*Assignment*
Exactly the lines from the one containing "assert_eq!(u, v + 8);" through the end of the data below are to be reproduced, and nothing besides them.

*Input data*
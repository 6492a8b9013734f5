use ark_std::{error, fmt};
use zkinfer_algebra::prelude::AlgebraError;
use zkinfer_r1cs::{Fingerprint, R1csError};

pub(crate) type Result<T> = core::result::Result<T, Groth16Error>;

#[derive(Debug, Clone, Eq, PartialEq)]
#[allow(missing_docs)]
pub enum Groth16Error {
    /// Algebra error
    Algebra(AlgebraError),
    /// Constraint system error
    R1cs(R1csError),
    /// Key generation failed.
    SetupError(String),
    /// Proof generation failed.
    ProveError(String),
    /// The key, proof or public inputs belong to different circuits.
    CircuitMismatch {
        expected: Fingerprint,
        found: Fingerprint,
    },
    /// The number of public inputs does not match the verification key.
    MalformedPublicInputs { expected: usize, found: usize },
    /// The operation was cancelled before it completed.
    Cancelled,
}

impl fmt::Display for Groth16Error {
    fn fmt(&self, f: &mut fmt::Formatter<'_>) -> fmt::Result {
        use Groth16Error::*;
        match self {
            Algebra(e) => write!(f, "Algebra: {}", e),
            R1cs(e) => write!(f, "R1CS: {}", e),
            SetupError(msg) => write!(f, "Setup error: {}", msg),
            ProveError(msg) => write!(f, "Prove error: {}", msg),
            CircuitMismatch { expected, found } => write!(
                f,
                "Circuit mismatch: expected circuit {}, found {}",
                expected, found
            ),
            MalformedPublicInputs { expected, found } => write!(
                f,
                "Malformed public inputs: expected {} values, found {}",
                expected, found
            ),
            Cancelled => f.write_str("Operation cancelled"),
        }
    }
}

impl error::Error for Groth16Error {}

impl From<AlgebraError> for Groth16Error {
    fn from(e: AlgebraError) -> Groth16Error {
        Groth16Error::Algebra(e)
    }
}

impl From<R1csError> for Groth16Error {
    fn from(e: R1csError) -> Groth16Error {
        Groth16Error::R1cs(e)
    }
}
#[cfg(test)]
mod smoke_concurrency {
    use std::sync::Arc;
    use std::thread;
    use zkinfer::{Graph, Inputs, OptimizationLevel, ProveRequest, SchemeKind, Workspace};

    fn square_graph() -> Graph {
        let mut g = Graph::new();
        let x = g.private_input("x");
        let y = g.public_input("y");
        let sq = g.mul(x, x);
        g.assert_equal(sq, y);
        g
    }

    /// Provers sharing a workspace race on the same proof name; whatever
    /// is left in the store afterwards is a complete, valid proof.
    #[test]
    fn concurrent_provers_leave_a_consistent_store() {
        let dir = tempfile::tempdir().unwrap();
        let ws = Arc::new(Workspace::open_at(dir.path()).unwrap());
        let circuit = ws.compile(&square_graph(), OptimizationLevel::O2).unwrap();
        let (pk, vk) = ws.setup(&circuit, SchemeKind::Groth16).unwrap();

        let handles: Vec<_> = (0..4)
            .map(|_| {
                let ws = ws.clone();
                thread::spawn(move || {
                    let inputs: Inputs = vec![("x", 9i64), ("y", 81)].into_iter().collect();
                    ws.prove(&circuit, &pk, &inputs).unwrap()
                })
            })
            .collect();
        let ids: Vec<_> = handles.into_iter().map(|h| h.join().unwrap()).collect();
        assert!(ids.windows(2).all(|w| w[0] == w[1]));

        let (proof, public) = ids[0];
        assert!(ws.verify(&vk, &proof, &public).unwrap());
        let leftovers = std::fs::read_dir(dir.path())
            .unwrap()
            .filter(|e| {
                e.as_ref()
                    .map(|e| e.file_name().to_string_lossy().ends_with(".tmp"))
                    .unwrap_or(false)
            })
            .count();
        assert_eq!(leftovers, 0);
    }

    /// Provers with different witnesses race on one circuit. Every pair a
    /// prover gets back verifies, and so does the pair left in the store.
    #[test]
    fn concurrent_provers_with_distinct_inputs_keep_pairs_together() {
        let dir = tempfile::tempdir().unwrap();
        let ws = Arc::new(Workspace::open_at(dir.path()).unwrap());
        let circuit = ws.compile(&square_graph(), OptimizationLevel::O2).unwrap();
        let (pk, vk) = ws.setup(&circuit, SchemeKind::Groth16).unwrap();

        let handles: Vec<_> = (2..=9i64)
            .map(|x| {
                let ws = ws.clone();
                thread::spawn(move || {
                    let inputs: Inputs = vec![("x", x), ("y", x * x)].into_iter().collect();
                    let (proof, public) = ws.prove(&circuit, &pk, &inputs).unwrap();
                    assert!(ws.verify(&vk, &proof, &public).unwrap(), "x = {}", x);
                    (proof, public)
                })
            })
            .collect();
        let ids: Vec<_> = handles.into_iter().map(|h| h.join().unwrap()).collect();
        assert!(ids.windows(2).all(|w| w[0] == w[1]));

        let (proof, public) = ids[0];
        assert!(ws.verify(&vk, &proof, &public).unwrap());
    }

    #[test]
    fn batch_of_squares() {
        let dir = tempfile::tempdir().unwrap();
        let ws = Workspace::open_at(dir.path()).unwrap();
        let circuit = ws.compile(&square_graph(), OptimizationLevel::O3).unwrap();
        let (pk, vk) = ws.setup(&circuit, SchemeKind::Groth16).unwrap();

        let requests: Vec<ProveRequest> = (1..=6i64)
            .map(|x| ProveRequest {
                circuit,
                proving_key: pk,
                // every third claim is off by one
                inputs: vec![("x", x), ("y", x * x + (x % 3 == 0) as i64)]
                    .into_iter()
                    .collect(),
            })
            .collect();
        let results = ws.prove_many(&requests);
        for (x, result) in (1..=6i64).zip(results.iter()) {
            assert_eq!(result.is_ok(), x % 3 != 0, "x = {}", x);
        }
        // successful requests of one circuit share their artifact names
        let ids: Vec<_> = results.iter().filter_map(|r| r.as_ref().ok()).collect();
        assert!(ids.windows(2).all(|w| w[0] == w[1]));

        let last: Inputs = vec![("x", 7i64), ("y", 49)].into_iter().collect();
        let (proof, public) = ws.prove(&circuit, &pk, &last).unwrap();
        assert_eq!(&(proof, public), ids[0]);
        assert!(ws.verify(&vk, &proof, &public).unwrap());
    }
}
use crate::constraint_system::ConstraintSystem;
use crate::errors::Result;
use crate::lc::{LinearCombination, VarIndex, ONE};
use crate::witness::Hint;
use zkinfer_algebra::{prelude::*, BigUint};

/// Return `2^exp` as a field element.
pub fn power_of_two<F: Scalar>(exp: u32) -> F {
    F::from(2u32).pow(&[exp as u64])
}

/// Embed an `i128` into the field, failing if it leaves the signed range.
pub fn i128_to_scalar<F: Scalar>(value: i128) -> Result<F> {
    let magnitude = BigUint::from(value.unsigned_abs());
    Ok(signed_to_scalar(value < 0, &magnitude)?)
}

/// Constrain `value` to lie in `[-2^(bits-1), 2^(bits-1))` and return the
/// variables holding the bits of `value + 2^(bits-1)`, least significant first.
///
/// Costs `bits` boolean constraints `b * (b - 1) = 0` plus one recomposition
/// constraint. The last bit is one exactly when `value >= 0`.
pub fn signed_range_check<F: Scalar>(
    cs: &mut ConstraintSystem<F>,
    value: &LinearCombination<F>,
    bits: u32,
) -> Vec<VarIndex> {
    let offset = power_of_two::<F>(bits - 1);
    let vars: Vec<VarIndex> = (0..bits).map(|_| cs.new_variable()).collect();
    cs.push_hint(Hint::Bits {
        first: vars[0],
        count: bits,
        value: value.clone(),
        offset,
    });
    for var in vars.iter() {
        cs.insert_boolean_gate(*var);
    }
    let mut recomposed = LinearCombination::zero();
    let mut coeff = F::one();
    for var in vars.iter() {
        recomposed = recomposed.add_term(*var, coeff);
        coeff = coeff.add(&coeff);
    }
    cs.enforce(
        recomposed,
        LinearCombination::variable(ONE),
        value.add_term(ONE, offset),
    );
    vars
}

/// Decompose `value + 2^(bits-1)` into `bits` little-endian bits, or return
/// `None` if `value` is outside the signed range.
pub fn decompose_signed<F: Scalar>(value: &F, offset: &F, bits: u32) -> Option<Vec<bool>> {
    let shifted: BigUint = value.add(offset).into();
    if shifted.bits() > bits as u64 {
        return None;
    }
    Some((0..bits as u64).map(|i| shifted.bit(i)).collect())
}

/// Return `max(v, 0)` for a signed field value.
pub fn relu_value<F: Scalar>(v: &F) -> F {
    let (negative, _) = scalar_to_signed(v);
    if negative {
        F::zero()
    } else {
        *v
    }
}

#[cfg(test)]
mod test {
    use super::*;
    use zkinfer_algebra::bn254::BN254Scalar;

    type F = BN254Scalar;

    #[test]
    fn decomposition_covers_the_signed_range() {
        let offset = power_of_two::<F>(3);
        // -8 ..= 7 fit in 4 signed bits
        for v in -8i64..=7 {
            let bits = decompose_signed(&F::from_i64(v), &offset, 4).unwrap();
            assert_eq!(bits.len(), 4);
            assert_eq!(bits[3], v >= 0);
            let u: i64 = bits
                .iter()
                .enumerate()
                .map(|(i, b)| (*b as i64) << i)
                .sum();
            assert_eq!(u, v + 8);
        }
        assert!(decompose_signed(&F::from_i64(8), &offset, 4).is_none());
        assert!(decompose_signed(&F::from_i64(-9), &offset, 4).is_none());
    }

    #[test]
    fn range_check_constraint_count() {
        let mut cs = ConstraintSystem::<F>::new(0);
        let x = cs.new_variable();
        let bits = signed_range_check(&mut cs, &LinearCombination::variable(x), 8);
        assert_eq!(bits.len(), 8);
        assert_eq!(cs.num_constraints(), 9);
    }

    #[test]
    fn i128_embedding() {
        assert_eq!(i128_to_scalar::<F>(-3).unwrap(), F::from_i64(-3));
        assert_eq!(
            i128_to_scalar::<F>(i64::MAX as i128 * 4).unwrap(),
            F::from(i64::MAX as u64).mul(&F::from(4u32))
        );
    }

    #[test]
    fn relu_of_signed_values() {
        assert_eq!(relu_value(&F::from_i64(-5)), F::zero());
        assert_eq!(relu_value(&F::from_i64(5)), F::from(5u32));
        assert_eq!(relu_value(&F::zero()), F::zero());
    }
}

*Answer section*
            assert_eq!(u, v + 8);
        }
        assert!(decompose_signed(&F::from_i64(8), &offset, 4).is_none());
        assert!(decompose_signed(&F::from_i64(-9), &offset, 4).is_none());
    }

    #[test]
    fn range_check_constraint_count() {
        let mut cs = ConstraintSystem::<F>::new(0);
        let x = cs.new_variable();
        let bits = signed_range_check(&mut cs, &LinearCombination::variable(x), 8);
        assert_eq!(bits.len(), 8);
        assert_eq!(cs.num_constraints(), 9);
    }

    #[test]
    fn i128_embedding() {
        assert_eq!(i128_to_scalar::<F>(-3).unwrap(), F::from_i64(-3));
        assert_eq!(
            i128_to_scalar::<F>(i64::MAX as i128 * 4).unwrap(),
            F::from(i64::MAX as u64).mul(&F::from(4u32))
        );
    }

    #[test]
    fn relu_of_signed_values() {
        assert_eq!(relu_value(&F::from_i64(-5)), F::zero());
        assert_eq!(relu_value(&F::from_i64(5)), F::from(5u32));
        assert_eq!(relu_value(&F::zero()), F::zero());
    }
}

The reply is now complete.